→ **Task directions**
Indicate only the number of lines in the listing below in which the word "push" appears.
*** Data provided Section Begins ***
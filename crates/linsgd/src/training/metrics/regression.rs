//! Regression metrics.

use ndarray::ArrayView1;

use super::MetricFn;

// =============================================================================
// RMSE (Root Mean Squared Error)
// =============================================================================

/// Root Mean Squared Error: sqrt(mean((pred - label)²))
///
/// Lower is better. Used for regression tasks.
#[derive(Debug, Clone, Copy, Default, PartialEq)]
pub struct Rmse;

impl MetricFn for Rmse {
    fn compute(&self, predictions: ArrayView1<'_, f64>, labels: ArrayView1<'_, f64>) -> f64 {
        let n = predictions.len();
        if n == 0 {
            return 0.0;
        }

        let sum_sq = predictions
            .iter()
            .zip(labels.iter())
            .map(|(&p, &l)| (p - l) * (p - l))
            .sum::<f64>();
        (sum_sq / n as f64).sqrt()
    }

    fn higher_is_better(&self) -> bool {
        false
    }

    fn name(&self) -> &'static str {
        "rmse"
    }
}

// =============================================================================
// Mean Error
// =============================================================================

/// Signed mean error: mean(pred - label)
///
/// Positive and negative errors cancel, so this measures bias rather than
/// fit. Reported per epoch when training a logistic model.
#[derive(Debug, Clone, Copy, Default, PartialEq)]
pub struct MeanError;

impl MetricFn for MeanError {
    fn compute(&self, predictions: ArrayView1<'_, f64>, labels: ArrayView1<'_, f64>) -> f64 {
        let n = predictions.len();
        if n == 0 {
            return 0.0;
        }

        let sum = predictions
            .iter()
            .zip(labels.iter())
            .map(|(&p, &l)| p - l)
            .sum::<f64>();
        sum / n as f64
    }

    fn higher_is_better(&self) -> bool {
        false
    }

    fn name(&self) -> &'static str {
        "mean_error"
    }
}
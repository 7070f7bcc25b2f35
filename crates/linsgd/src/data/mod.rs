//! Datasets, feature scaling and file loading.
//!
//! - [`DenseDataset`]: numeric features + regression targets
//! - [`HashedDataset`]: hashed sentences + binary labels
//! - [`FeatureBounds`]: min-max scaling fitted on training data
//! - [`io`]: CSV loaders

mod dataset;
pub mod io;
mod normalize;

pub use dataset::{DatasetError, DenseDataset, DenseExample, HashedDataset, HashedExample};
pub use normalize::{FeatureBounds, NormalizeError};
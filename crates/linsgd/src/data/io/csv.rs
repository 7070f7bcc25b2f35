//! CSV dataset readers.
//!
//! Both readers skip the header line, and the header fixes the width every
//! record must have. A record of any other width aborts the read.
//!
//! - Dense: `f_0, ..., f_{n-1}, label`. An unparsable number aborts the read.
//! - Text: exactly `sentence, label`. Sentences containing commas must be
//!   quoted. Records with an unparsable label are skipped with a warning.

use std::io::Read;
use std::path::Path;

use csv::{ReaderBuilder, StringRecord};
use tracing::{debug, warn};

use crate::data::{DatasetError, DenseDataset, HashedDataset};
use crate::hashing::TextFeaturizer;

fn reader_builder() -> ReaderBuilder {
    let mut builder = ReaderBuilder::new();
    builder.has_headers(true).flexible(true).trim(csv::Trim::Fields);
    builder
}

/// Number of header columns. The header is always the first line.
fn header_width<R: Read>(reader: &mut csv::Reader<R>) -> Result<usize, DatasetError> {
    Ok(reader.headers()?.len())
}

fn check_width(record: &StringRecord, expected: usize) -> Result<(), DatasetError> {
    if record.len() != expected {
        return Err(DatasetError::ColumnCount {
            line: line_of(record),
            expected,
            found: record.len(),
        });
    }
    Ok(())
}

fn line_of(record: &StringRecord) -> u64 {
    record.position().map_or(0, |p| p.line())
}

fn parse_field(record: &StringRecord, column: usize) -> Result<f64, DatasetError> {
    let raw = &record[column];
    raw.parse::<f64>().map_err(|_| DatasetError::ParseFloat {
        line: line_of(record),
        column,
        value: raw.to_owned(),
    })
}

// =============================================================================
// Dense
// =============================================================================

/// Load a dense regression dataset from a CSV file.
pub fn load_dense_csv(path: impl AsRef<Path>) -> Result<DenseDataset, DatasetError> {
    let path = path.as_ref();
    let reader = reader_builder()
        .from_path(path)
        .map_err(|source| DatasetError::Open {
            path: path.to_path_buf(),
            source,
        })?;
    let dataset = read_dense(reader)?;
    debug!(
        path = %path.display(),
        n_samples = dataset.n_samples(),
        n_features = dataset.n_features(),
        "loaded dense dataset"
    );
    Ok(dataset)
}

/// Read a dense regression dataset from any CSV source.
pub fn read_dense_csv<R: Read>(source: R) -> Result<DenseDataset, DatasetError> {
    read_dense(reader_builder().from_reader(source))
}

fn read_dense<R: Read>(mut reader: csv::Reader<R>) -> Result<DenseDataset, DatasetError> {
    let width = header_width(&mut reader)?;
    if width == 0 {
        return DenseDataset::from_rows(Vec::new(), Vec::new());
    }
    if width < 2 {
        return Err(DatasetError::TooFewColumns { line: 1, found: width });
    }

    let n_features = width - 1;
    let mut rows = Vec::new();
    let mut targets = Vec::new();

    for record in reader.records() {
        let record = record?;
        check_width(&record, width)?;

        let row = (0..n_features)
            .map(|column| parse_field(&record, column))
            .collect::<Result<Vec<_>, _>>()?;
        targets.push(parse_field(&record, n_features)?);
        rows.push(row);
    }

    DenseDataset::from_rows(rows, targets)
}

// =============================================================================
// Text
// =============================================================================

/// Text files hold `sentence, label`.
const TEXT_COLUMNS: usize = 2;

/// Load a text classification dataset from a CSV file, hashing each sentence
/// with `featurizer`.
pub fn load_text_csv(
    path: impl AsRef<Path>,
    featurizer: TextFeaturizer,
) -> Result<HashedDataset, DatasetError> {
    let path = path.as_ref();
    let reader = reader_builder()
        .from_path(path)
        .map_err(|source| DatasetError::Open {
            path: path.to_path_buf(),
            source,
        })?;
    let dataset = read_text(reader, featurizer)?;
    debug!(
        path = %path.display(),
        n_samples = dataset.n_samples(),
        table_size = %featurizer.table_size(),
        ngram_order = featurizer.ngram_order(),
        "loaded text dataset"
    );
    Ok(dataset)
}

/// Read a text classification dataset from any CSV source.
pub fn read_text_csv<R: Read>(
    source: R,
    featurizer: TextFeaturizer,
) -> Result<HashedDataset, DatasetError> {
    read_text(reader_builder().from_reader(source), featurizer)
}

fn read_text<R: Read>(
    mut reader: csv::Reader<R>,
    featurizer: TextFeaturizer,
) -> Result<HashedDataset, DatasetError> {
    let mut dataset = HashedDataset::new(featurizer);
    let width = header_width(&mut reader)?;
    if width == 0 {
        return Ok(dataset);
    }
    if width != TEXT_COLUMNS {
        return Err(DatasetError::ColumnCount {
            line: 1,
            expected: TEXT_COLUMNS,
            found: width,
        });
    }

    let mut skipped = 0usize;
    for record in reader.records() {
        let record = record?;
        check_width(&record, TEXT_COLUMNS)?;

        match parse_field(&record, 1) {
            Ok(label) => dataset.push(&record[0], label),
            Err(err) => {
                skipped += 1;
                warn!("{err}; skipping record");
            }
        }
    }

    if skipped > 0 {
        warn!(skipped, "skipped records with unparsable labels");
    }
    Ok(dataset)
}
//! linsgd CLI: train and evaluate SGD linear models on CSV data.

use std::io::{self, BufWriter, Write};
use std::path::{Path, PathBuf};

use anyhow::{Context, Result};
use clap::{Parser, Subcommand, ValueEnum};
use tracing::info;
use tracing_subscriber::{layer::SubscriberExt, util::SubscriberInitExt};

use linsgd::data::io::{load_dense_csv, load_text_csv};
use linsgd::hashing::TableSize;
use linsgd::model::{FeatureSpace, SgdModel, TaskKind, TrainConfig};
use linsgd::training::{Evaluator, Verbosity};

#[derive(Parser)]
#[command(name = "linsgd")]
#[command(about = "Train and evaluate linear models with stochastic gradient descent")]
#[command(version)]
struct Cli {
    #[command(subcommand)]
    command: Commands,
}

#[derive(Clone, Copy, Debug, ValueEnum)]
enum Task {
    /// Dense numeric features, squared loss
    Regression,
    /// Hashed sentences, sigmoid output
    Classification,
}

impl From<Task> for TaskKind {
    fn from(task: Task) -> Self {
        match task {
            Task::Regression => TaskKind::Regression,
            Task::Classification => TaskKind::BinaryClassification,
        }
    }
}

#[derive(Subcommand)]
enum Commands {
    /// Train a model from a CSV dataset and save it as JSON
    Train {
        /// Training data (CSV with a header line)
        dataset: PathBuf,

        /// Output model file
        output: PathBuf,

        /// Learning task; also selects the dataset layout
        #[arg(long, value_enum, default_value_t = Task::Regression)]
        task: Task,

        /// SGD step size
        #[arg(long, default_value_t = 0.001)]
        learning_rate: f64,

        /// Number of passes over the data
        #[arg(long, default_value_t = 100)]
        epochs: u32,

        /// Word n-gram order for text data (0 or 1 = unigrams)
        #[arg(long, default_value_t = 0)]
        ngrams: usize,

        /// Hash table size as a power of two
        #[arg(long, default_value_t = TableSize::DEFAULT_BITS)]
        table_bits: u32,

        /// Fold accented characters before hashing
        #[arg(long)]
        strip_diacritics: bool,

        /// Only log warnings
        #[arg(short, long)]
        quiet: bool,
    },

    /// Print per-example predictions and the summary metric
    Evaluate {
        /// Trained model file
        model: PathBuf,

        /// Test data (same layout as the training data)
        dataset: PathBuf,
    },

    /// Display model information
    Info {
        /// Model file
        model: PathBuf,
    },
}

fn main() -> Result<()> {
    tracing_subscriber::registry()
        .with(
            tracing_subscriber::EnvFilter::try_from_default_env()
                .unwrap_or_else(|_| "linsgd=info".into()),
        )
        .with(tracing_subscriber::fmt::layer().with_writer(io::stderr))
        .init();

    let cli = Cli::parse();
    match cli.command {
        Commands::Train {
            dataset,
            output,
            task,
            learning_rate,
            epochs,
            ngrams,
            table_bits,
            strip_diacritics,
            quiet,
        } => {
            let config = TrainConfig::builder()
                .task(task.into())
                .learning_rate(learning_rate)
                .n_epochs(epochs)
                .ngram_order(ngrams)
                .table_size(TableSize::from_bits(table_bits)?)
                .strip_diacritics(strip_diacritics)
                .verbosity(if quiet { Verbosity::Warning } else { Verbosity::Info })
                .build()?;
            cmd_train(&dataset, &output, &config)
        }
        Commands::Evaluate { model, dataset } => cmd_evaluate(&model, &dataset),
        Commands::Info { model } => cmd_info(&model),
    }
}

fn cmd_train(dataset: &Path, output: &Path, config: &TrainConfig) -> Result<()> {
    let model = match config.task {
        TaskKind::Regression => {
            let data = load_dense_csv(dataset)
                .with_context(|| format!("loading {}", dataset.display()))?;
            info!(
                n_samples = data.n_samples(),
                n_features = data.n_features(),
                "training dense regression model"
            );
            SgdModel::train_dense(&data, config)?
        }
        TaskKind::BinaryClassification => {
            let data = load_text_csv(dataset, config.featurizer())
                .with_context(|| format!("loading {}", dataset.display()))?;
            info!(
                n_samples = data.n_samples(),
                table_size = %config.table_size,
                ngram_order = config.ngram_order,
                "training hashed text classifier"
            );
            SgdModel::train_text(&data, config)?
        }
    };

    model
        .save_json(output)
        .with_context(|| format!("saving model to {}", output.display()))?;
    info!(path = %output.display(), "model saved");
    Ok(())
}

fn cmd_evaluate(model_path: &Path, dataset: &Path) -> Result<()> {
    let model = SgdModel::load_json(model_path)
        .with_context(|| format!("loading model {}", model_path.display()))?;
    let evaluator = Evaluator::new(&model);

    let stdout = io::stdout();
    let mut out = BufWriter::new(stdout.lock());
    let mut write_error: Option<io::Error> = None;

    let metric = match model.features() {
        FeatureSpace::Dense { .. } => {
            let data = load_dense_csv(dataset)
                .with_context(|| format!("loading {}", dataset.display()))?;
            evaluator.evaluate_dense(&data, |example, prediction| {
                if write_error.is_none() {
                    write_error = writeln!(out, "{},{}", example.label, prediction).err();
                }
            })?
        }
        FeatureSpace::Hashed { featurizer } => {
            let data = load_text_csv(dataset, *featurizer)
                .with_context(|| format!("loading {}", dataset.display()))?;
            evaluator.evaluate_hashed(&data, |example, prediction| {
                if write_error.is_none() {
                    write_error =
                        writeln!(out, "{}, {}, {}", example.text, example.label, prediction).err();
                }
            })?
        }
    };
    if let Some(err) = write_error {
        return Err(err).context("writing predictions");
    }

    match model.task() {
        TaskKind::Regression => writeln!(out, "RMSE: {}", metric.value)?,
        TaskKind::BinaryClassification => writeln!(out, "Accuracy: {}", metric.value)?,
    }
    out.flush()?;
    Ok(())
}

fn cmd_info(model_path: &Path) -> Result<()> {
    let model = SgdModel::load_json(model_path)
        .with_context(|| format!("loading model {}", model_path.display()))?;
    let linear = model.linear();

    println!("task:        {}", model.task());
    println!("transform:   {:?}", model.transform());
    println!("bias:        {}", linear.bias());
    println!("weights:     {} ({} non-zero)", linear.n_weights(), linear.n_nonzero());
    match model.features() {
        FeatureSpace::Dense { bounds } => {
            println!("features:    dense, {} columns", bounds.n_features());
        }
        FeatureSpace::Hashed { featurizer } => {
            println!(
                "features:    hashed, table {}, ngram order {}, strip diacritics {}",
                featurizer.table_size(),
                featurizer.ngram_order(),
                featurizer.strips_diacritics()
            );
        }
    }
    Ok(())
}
*** Data provided Section Ends ***
→ **Solution**
3